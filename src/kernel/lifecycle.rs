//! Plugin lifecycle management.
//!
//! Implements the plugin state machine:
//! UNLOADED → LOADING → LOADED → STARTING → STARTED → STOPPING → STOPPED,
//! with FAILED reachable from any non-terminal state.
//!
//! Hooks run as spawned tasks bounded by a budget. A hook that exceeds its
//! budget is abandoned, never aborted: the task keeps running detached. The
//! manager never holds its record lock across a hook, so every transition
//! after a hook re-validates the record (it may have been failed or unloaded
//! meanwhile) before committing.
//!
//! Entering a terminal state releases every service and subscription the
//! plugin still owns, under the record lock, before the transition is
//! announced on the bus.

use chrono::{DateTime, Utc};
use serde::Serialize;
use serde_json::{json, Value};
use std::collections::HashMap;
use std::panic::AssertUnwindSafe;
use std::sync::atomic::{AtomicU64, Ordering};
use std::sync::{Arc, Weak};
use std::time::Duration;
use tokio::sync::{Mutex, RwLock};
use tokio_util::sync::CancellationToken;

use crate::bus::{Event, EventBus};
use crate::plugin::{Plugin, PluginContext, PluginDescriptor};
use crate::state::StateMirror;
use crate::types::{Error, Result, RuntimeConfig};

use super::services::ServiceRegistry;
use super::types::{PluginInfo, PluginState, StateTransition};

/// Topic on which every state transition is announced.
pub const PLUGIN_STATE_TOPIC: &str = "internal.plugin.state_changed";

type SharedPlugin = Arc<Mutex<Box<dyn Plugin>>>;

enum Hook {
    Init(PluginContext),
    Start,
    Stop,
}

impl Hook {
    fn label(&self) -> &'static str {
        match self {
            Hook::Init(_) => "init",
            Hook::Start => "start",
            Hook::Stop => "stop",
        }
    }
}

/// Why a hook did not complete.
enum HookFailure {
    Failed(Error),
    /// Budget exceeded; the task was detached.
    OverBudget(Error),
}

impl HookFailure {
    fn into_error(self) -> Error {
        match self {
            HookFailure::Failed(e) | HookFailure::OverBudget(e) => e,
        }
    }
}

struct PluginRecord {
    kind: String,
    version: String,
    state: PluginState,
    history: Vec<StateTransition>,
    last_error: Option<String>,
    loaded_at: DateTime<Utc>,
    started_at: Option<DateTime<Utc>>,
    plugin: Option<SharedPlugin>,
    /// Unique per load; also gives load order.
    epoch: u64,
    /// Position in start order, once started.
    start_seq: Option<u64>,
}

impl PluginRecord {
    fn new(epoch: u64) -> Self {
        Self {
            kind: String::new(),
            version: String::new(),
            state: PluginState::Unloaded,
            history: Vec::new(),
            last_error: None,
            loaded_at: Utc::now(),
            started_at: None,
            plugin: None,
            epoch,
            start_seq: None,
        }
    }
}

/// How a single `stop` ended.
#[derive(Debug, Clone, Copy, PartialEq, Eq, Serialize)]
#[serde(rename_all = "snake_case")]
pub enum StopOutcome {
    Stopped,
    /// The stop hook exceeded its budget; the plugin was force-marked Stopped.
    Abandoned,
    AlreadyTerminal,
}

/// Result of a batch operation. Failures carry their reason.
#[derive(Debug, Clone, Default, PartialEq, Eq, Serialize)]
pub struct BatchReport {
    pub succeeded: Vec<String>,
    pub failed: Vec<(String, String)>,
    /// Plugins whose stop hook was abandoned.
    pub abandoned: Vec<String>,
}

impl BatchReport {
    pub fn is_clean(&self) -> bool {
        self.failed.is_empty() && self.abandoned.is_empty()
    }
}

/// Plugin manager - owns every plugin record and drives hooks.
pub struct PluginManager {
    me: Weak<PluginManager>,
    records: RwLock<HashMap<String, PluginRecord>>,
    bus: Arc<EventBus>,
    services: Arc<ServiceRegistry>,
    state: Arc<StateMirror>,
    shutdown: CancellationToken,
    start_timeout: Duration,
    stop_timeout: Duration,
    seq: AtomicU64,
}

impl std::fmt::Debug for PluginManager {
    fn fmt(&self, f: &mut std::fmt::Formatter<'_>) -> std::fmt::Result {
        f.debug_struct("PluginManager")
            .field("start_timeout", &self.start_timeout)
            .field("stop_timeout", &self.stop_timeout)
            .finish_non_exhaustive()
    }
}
============
▶ TASK INSTRUCTIONS:
Could you copy each line in the listing above that includes the word "String"?

▶ EXPECTED ANSWER:
    kind: String,
    version: String,
    last_error: Option<String>,
            kind: String::new(),
            version: String::new(),
    pub succeeded: Vec<String>,
    pub failed: Vec<(String, String)>,
    pub abandoned: Vec<String>,
    records: RwLock<HashMap<String, PluginRecord>>,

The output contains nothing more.